On January 7, Russell Enea approached Schlechter in Papia's restaurant and asked him if he knew anything about the fire. Schlechter, complying with Basile's order to keep mum, said that he did not. Three days later, apparently satisfied that Schlechter could be trusted, Enea again approached Schlechter and directed him to break the Chef's wrists "so he never cooks again." Enea said that "Max" would get in touch with Schlechter to talk about the job. Shortly thereafter, Max Adonnis contacted Schlechter and told him to kidnap the Chef and take him to a garage so that Adonnis and Enea could break his wrists personally. Schlechter and Adonnis then discussed the plan with Herbert Holland, who was to assist in the endeavor. Adonnis explained to Schlechter and Holland that this Chef owed Sally Papia $5,000, that he had "screwed over Sally," and that he wasn't going to get away with it. Adonnis gave Schlechter a slip of paper listing the Chef's address, the make of his car and its license plate number. A week later, Adonnis passed along a photo of the Chef taken in Papia's restaurant on which Papia's handwriting appeared.
During the next couple of weeks, Holland, Schlechter and Adonnis attempted to locate the Chef without success. On January 18, Enea, disturbed by the lack of progress, approached Schlechter and, gesturing with his wrists, inquired what Schlechter was doing about the chef. Schlechter and Holland renewed their efforts to locate the Chef but failed to do so, much to the expressed chagrin of Enea and Adonnis. Finally, Adonnis saw the Chef at a local restaurant and obtained his new address, place of employment and license plate number, which information he passed on to Schlechter with instructions to do the job right away.
After purchasing a baseball bat and two ski masks for use in the battery, Schlechter and Holland went to The Chef's place of employment in the early morning hours of February 9, 1975. While waiting for him to leave work, the two were confronted by police because the auto in which they were riding matched a description of a stolen car.
The Milwaukee police were going to the Chef's apartment. As they arrived at the guy's apartment, they saw two suspicious men cruising the area. They got them stopped and found two baseball bats in the car, two ski masks, the Chef's photo and his address inside the car. They arrested them for CCW and they spent the night in jail. Gary Magnesun and his partner went to the jail the next morning after being notified that one of the suspects wanted to talk to the FBI. This was Jacob Schlecter who was 6'6 250 lbs with a leg breaker's mentality. He was not as tough as he looked. Schlecter agreed to work with the Bureau and set up Sally and her underlings. Soon, he was out of jail and wearing a wire. He was able to record Sally and her co-conspirators talking about this plot to kill or injure the former chef.

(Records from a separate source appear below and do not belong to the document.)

//! RadianceAtlasPacker - storage index → atlas texel.
//!
//! Placement is a pure function of `(storage index, level)`; there is no
//! indirection table:
//!
//! ```text
//!   tileU0 = (x + z * Nx) * S
//!   tileV0 = (y + L * Ny) * S
//!   texel  = (tileU0 + u, tileV0 + v)      u, v ∈ [0, S)
//! ```

use glam::{UVec2, UVec3, Vec3};

use super::layout::AtlasLayout;
use crate::error::LayoutError;
use crate::octahedral::direction_texel;

/// Rectangle of texels.
#[derive(Clone, Copy, Debug, PartialEq, Eq, Hash)]
pub struct TileRect {
	pub origin: UVec2,
	pub size: UVec2,
}

impl TileRect {
	#[inline]
	pub fn contains(&self, texel: UVec2) -> bool {
		texel.cmpge(self.origin).all() && texel.cmplt(self.origin + self.size).all()
	}
}

/// Texel addressing for one [`AtlasLayout`].
#[derive(Clone, Copy, Debug, PartialEq, Eq)]
pub struct RadianceAtlasPacker {
	layout: AtlasLayout,
}

impl RadianceAtlasPacker {
	pub fn new(layout: AtlasLayout) -> Self {
		Self { layout }
	}

	#[inline]
	pub fn layout(&self) -> &AtlasLayout {
		&self.layout
	}

	/// Probe column/row in the scalar atlases; the radiance tile is this
	/// times `S`.
	#[inline]
	pub fn scalar_texel(&self, storage: UVec3, level: u32) -> UVec2 {
		let r = self.layout.resolution;
		UVec2::new(storage.x + storage.z * r.x, storage.y + level * r.y)
	}

	/// Top-left texel of a probe's tile.
	#[inline]
	pub fn tile_origin(&self, storage: UVec3, level: u32) -> UVec2 {
		self.scalar_texel(storage, level) * self.layout.tile_size
	}

	#[inline]
	pub fn tile_rect(&self, storage: UVec3, level: u32) -> TileRect {
		TileRect {
			origin: self.tile_origin(storage, level),
			size: UVec2::splat(self.layout.tile_size),
		}
	}

	/// Radiance texel `(u, v)` of a probe's tile.
	#[inline]
	pub fn texel(&self, storage: UVec3, level: u32, u: u32, v: u32) -> UVec2 {
		self.tile_origin(storage, level) + UVec2::new(u, v)
	}

	/// Radiance texel sampled for a direction.
	#[inline]
	pub fn direction_texel(&self, storage: UVec3, level: u32, dir: Vec3) -> UVec2 {
		let (u, v) = direction_texel(dir, self.layout.tile_size);
		self.texel(storage, level, u, v)
	}

	/// [`Self::texel`] with version and bounds checks.
	pub fn try_texel(&self, version: u32, storage: UVec3, level: u32, u: u32, v: u32) -> Result<UVec2, LayoutError> {
		self.layout.check_version(version)?;
		self.layout.check_slot(storage, level)?;
		let size = self.layout.tile_size;
		if u >= size || v >= size {
			return Err(LayoutError::TexelOutOfTile { u, v, size });
		}
		Ok(self.texel(storage, level, u, v))
	}

	/// [`Self::tile_rect`] with version and bounds checks.
	pub fn try_tile_rect(&self, version: u32, storage: UVec3, level: u32) -> Result<TileRect, LayoutError> {
		self.layout.check_version(version)?;
		self.layout.check_slot(storage, level)?;
		Ok(self.tile_rect(storage, level))
	}

	/// [`Self::scalar_texel`] with version and bounds checks.
	pub fn try_scalar_texel(&self, version: u32, storage: UVec3, level: u32) -> Result<UVec2, LayoutError> {
		self.layout.check_version(version)?;
		self.layout.check_slot(storage, level)?;
		Ok(self.scalar_texel(storage, level))
	}
}

#[cfg(test)]
#[path = "packer_test.rs"]
mod packer_test;
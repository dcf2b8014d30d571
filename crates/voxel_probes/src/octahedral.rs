//! Octahedral direction mapping.
//!
//! The unit sphere is projected onto the octahedron `|x| + |y| + |z| = 1`,
//! the lower hemisphere folded over the diagonals, and the result mapped to
//! `[0, 1]²`. Each probe tile is `S×S` texels of this square.

use glam::{Vec2, Vec3};

#[inline]
fn sign_not_zero(v: Vec2) -> Vec2 {
	Vec2::new(
		if v.x >= 0.0 { 1.0 } else { -1.0 },
		if v.y >= 0.0 { 1.0 } else { -1.0 },
	)
}

/// Unit direction to octahedral coordinates in `[0, 1]²`.
pub fn oct_encode(dir: Vec3) -> Vec2 {
	let l1 = dir.x.abs() + dir.y.abs() + dir.z.abs();
	if l1 <= f32::EPSILON {
		return Vec2::splat(0.5);
	}
	let n = dir / l1;
	let mut p = Vec2::new(n.x, n.y);
	if n.z < 0.0 {
		p = (Vec2::ONE - Vec2::new(p.y.abs(), p.x.abs())) * sign_not_zero(p);
	}
	p * 0.5 + Vec2::splat(0.5)
}

/// Octahedral coordinates in `[0, 1]²` to a unit direction.
pub fn oct_decode(uv: Vec2) -> Vec3 {
	let f = uv * 2.0 - Vec2::ONE;
	let mut n = Vec3::new(f.x, f.y, 1.0 - f.x.abs() - f.y.abs());
	let t = (-n.z).max(0.0);
	n.x += if n.x >= 0.0 { -t } else { t };
	n.y += if n.y >= 0.0 { -t } else { t };
	n.normalize()
}

/// Direction through the centre of texel `(u, v)` of an `S×S` tile.
#[inline]
pub fn texel_direction(u: u32, v: u32, tile_size: u32) -> Vec3 {
	let uv = (Vec2::new(u as f32, v as f32) + Vec2::splat(0.5)) / tile_size as f32;
	oct_decode(uv)
}

/// Texel of an `S×S` tile containing a direction.
#[inline]
pub fn direction_texel(dir: Vec3, tile_size: u32) -> (u32, u32) {
	let uv = oct_encode(dir) * tile_size as f32;
	let max = (tile_size - 1) as f32;
	(uv.x.clamp(0.0, max) as u32, uv.y.clamp(0.0, max) as u32)
}

#[cfg(test)]
#[path = "octahedral_test.rs"]
mod octahedral_test;
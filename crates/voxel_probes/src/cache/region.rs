//! ProbeRegion - the streaming unit of the cache.
//!
//! A region is an `R×R×R` block of world cells on one level, keyed by
//! `div_floor(cell, R)`. Its slot buffer is shared copy-on-write with frame
//! snapshots: mutation goes through `Arc::make_mut`, so a reader holding an
//! older buffer never observes a change.

use std::sync::Arc;

use glam::{IVec3, UVec3};

use super::dirty::DirtyFlags;
use crate::clipmap::address::{div_floor_ivec, wrap_ivec};
use crate::trace::ProbeSample;

/// `(level, region_coord)`.
#[derive(Clone, Copy, Debug, PartialEq, Eq, Hash)]
pub struct RegionKey {
	pub level: u32,
	pub coord: IVec3,
}

impl RegionKey {
	pub fn new(level: u32, coord: IVec3) -> Self {
		Self { level, coord }
	}

	/// Region containing a global cell.
	#[inline]
	pub fn of_cell(level: u32, cell: IVec3, region_size: u32) -> Self {
		Self::new(level, div_floor_ivec(cell, region_size as i32))
	}

	/// First cell of the region.
	#[inline]
	pub fn min_cell(&self, region_size: u32) -> IVec3 {
		self.coord * region_size as i32
	}

	/// Physical region slot: regions sharing it compete for the same storage.
	#[inline]
	pub fn physical_slot(&self, resolution: UVec3, region_size: u32) -> UVec3 {
		wrap_ivec(self.coord, resolution / region_size)
	}
}

/// One probe's cached state.
#[derive(Clone, Debug, Default)]
pub struct ProbeSlot {
	pub dirty: DirtyFlags,
	/// Frame the slot last went from clean to dirty.
	pub dirty_since: u64,
	pub last_updated_frame: Option<u64>,
	pub sample: Option<Arc<ProbeSample>>,
}

impl ProbeSlot {
	/// A slot with no data that needs a full trace.
	pub fn needs_refresh(flags: DirtyFlags, frame: u64) -> Self {
		Self {
			dirty: flags,
			dirty_since: frame,
			last_updated_frame: None,
			sample: None,
		}
	}

	#[inline]
	pub fn is_dirty(&self) -> bool {
		!self.dirty.is_empty()
	}

	#[inline]
	pub fn has_sample(&self) -> bool {
		self.sample.is_some()
	}

	/// Add dirty reasons. An already-dirty slot keeps its original
	/// `dirty_since`.
	pub fn mark_dirty(&mut self, flags: DirtyFlags, frame: u64) {
		if self.dirty.is_empty() {
			self.dirty_since = frame;
		}
		self.dirty |= flags;
	}

	/// Store a fresh sample and clear every dirty reason.
	pub fn write(&mut self, sample: Arc<ProbeSample>, frame: u64) {
		self.sample = Some(sample);
		self.dirty = DirtyFlags::empty();
		self.last_updated_frame = Some(frame);
	}
}

/// An `R³` block of probe slots on one level.
#[derive(Clone, Debug)]
pub struct ProbeRegion {
	pub key: RegionKey,
	pub region_size: u32,
	pub last_updated_frame: Option<u64>,
	pub layout_version: u32,
	/// Bumped on every change to the slot contents since creation or recycle.
	pub generation: u32,
	slots: Arc<Vec<ProbeSlot>>,
}

impl ProbeRegion {
	/// A fresh region whose slots all need a full refresh.
	pub fn new(key: RegionKey, region_size: u32, layout_version: u32, flags: DirtyFlags, frame: u64) -> Self {
		let count = (region_size * region_size * region_size) as usize;
		Self {
			key,
			region_size,
			last_updated_frame: None,
			layout_version,
			generation: 0,
			slots: Arc::new(vec![ProbeSlot::needs_refresh(flags, frame); count]),
		}
	}

	/// Reuse this allocation for another key: every slot is reset to "needs
	/// full refresh" and generation/version start over.
	pub fn recycle(&mut self, key: RegionKey, layout_version: u32, flags: DirtyFlags, frame: u64) {
		self.key = key;
		self.last_updated_frame = None;
		self.layout_version = layout_version;
		self.generation = 0;
		let slots = Arc::make_mut(&mut self.slots);
		for slot in slots.iter_mut() {
			*slot = ProbeSlot::needs_refresh(flags, frame);
		}
	}

	/// Offset of a cell inside the slot buffer, `None` if the cell belongs to
	/// another region.
	#[inline]
	pub fn slot_index(&self, cell: IVec3) -> Option<usize> {
		let r = self.region_size as i32;
		let local = cell - self.key.min_cell(self.region_size);
		if local.cmplt(IVec3::ZERO).any() || local.cmpge(IVec3::splat(r)).any() {
			return None;
		}
		Some((local.x + local.y * r + local.z * r * r) as usize)
	}

	/// Global cell of a slot offset.
	#[inline]
	pub fn cell_of_slot(&self, index: usize) -> IVec3 {
		let r = self.region_size as usize;
		let local = IVec3::new((index % r) as i32, ((index / r) % r) as i32, (index / (r * r)) as i32);
		self.key.min_cell(self.region_size) + local
	}

	#[inline]
	pub fn slot(&self, cell: IVec3) -> Option<&ProbeSlot> {
		self.slot_index(cell).map(|i| &self.slots[i])
	}

	/// Mutable slot access. Clones the buffer first if a snapshot shares it.
	pub fn slot_mut(&mut self, cell: IVec3) -> Option<&mut ProbeSlot> {
		let index = self.slot_index(cell)?;
		self.generation = self.generation.wrapping_add(1);
		Some(&mut Arc::make_mut(&mut self.slots)[index])
	}

	/// All slots mutably (copy-on-write).
	pub fn slots_mut(&mut self) -> &mut [ProbeSlot] {
		self.generation = self.generation.wrapping_add(1);
		Arc::make_mut(&mut self.slots).as_mut_slice()
	}

	#[inline]
	pub fn slots(&self) -> &[ProbeSlot] {
		&self.slots
	}

	/// Shared handle to the current slot buffer.
	#[inline]
	pub fn shared_slots(&self) -> Arc<Vec<ProbeSlot>> {
		Arc::clone(&self.slots)
	}

	/// Union of every slot's dirty reasons.
	pub fn dirty_flags(&self) -> DirtyFlags {
		self.slots
			.iter()
			.fold(DirtyFlags::empty(), |acc, slot| acc | slot.dirty)
	}

	/// Iterate `(cell, slot)` pairs.
	pub fn iter(&self) -> impl Iterator<Item = (IVec3, &ProbeSlot)> + '_ {
		self.slots
			.iter()
			.enumerate()
			.map(move |(i, slot)| (self.cell_of_slot(i), slot))
	}
}
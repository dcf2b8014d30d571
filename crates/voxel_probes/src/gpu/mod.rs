//! GPU-facing contracts: the context token, uniform blocks and program
//! defines. Nothing here talks to a graphics API; the renderer implements
//! [`ProgramBackend`] and [`crate::atlas::AtlasWriter`].

pub mod context;
pub mod programs;
pub mod uniforms;

pub use context::GpuContextToken;
pub use programs::{DefineSet, ProbePass, ProbePrograms, ProgramBackend};
pub use uniforms::{FrameUniforms, WorldProbeUniforms};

During this time Joseph Basile, the guy who originally ordered the arson, was picked up and taken to Fancy Pants. He was livid and told the guy that Sally did not have the clout to approve this arson and he should not have done it without checking with Fancy Pants first.
Jacob Schlecter would testify against Sally Papia and her co-conspirators and they would go to jail for the arson and attempted murder of the Chef. Schelcter would be relocated in the Witness Protection program to Kansas City Missouri, until he got into trouble acting like a mobsters and selling a little weed. he was relocated somewhere else.